• Work required: What lines in the material hold the string "RefineConfig"? Copy out each of them.

• Entries supplied:
=== Begin Enclosure ===

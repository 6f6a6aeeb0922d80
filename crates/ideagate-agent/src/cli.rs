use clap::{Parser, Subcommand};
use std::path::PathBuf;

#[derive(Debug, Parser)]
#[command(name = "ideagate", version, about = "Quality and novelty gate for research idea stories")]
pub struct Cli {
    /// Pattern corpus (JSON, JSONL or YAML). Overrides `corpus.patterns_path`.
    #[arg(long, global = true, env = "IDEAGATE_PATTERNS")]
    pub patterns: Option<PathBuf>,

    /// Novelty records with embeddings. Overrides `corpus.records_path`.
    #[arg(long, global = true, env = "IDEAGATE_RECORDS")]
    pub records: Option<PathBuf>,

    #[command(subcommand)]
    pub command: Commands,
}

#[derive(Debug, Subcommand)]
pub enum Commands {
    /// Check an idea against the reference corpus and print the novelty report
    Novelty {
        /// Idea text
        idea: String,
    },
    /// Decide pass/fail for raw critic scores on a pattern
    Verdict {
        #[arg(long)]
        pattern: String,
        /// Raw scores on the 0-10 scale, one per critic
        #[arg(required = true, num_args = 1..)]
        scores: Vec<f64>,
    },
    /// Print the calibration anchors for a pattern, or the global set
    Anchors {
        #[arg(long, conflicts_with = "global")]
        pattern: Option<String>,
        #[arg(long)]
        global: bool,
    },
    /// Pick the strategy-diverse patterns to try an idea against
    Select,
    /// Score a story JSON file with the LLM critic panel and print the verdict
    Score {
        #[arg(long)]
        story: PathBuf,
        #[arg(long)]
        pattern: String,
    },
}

=== End Enclosure ===
=== Begin Enclosure ===

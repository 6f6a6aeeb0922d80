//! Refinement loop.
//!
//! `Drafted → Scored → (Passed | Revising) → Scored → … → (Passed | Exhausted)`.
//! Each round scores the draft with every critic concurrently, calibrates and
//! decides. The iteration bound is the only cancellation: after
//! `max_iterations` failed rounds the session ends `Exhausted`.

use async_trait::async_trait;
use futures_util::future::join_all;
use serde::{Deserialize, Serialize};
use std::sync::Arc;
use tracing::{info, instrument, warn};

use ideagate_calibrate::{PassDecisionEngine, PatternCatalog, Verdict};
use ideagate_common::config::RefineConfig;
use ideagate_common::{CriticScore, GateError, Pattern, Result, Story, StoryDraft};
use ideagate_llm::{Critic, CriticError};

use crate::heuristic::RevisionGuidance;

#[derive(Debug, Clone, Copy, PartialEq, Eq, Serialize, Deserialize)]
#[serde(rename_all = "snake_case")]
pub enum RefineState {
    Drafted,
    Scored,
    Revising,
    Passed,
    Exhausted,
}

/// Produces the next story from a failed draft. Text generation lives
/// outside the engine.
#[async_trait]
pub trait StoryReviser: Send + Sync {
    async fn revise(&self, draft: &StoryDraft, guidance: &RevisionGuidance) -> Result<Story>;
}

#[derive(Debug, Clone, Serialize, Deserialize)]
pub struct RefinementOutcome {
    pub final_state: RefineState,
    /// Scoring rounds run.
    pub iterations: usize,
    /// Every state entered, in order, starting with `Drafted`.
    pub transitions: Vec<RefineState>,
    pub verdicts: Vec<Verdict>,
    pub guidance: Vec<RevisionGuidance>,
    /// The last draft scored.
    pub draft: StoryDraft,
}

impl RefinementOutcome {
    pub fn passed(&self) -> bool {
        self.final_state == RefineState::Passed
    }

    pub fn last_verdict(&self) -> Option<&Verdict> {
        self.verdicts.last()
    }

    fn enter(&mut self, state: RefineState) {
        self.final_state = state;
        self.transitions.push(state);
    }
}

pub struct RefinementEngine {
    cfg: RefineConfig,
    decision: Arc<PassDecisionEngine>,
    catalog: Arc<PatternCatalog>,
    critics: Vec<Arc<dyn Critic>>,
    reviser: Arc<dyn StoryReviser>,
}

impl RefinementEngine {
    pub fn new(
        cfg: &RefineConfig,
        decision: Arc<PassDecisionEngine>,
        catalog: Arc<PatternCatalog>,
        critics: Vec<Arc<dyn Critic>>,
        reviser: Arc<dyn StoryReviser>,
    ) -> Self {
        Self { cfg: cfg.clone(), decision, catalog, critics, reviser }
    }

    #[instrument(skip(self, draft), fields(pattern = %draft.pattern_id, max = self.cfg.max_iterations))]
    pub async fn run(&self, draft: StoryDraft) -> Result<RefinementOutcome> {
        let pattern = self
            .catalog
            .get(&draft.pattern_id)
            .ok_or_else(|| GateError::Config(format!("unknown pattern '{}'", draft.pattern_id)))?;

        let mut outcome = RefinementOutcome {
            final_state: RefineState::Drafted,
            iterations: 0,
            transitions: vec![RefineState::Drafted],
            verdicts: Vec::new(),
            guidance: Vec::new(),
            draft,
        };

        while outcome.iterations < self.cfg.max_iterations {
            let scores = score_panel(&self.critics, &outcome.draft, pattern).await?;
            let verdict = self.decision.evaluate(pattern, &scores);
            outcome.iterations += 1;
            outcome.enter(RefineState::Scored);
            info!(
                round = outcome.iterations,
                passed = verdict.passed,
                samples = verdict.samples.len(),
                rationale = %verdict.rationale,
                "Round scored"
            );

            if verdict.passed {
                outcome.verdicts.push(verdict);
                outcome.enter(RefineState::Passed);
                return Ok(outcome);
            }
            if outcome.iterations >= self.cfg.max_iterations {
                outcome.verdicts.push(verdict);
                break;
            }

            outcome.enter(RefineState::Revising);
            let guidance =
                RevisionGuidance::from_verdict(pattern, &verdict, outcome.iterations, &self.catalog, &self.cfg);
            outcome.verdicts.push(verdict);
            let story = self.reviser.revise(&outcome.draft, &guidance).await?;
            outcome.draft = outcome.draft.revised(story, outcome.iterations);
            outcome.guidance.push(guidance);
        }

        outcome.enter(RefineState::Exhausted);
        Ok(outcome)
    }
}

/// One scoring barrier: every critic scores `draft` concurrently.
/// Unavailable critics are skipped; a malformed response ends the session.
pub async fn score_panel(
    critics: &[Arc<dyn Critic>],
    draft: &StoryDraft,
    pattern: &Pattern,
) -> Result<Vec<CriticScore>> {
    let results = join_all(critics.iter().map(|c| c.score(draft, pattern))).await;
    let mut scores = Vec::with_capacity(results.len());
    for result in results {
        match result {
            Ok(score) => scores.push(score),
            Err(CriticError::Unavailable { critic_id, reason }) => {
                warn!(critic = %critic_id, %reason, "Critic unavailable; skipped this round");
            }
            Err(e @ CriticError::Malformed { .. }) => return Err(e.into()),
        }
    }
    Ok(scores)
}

=== End Enclosure ===

• Your response:
use ideagate_common::config::RefineConfig;
    cfg: RefineConfig,
        cfg: &RefineConfig,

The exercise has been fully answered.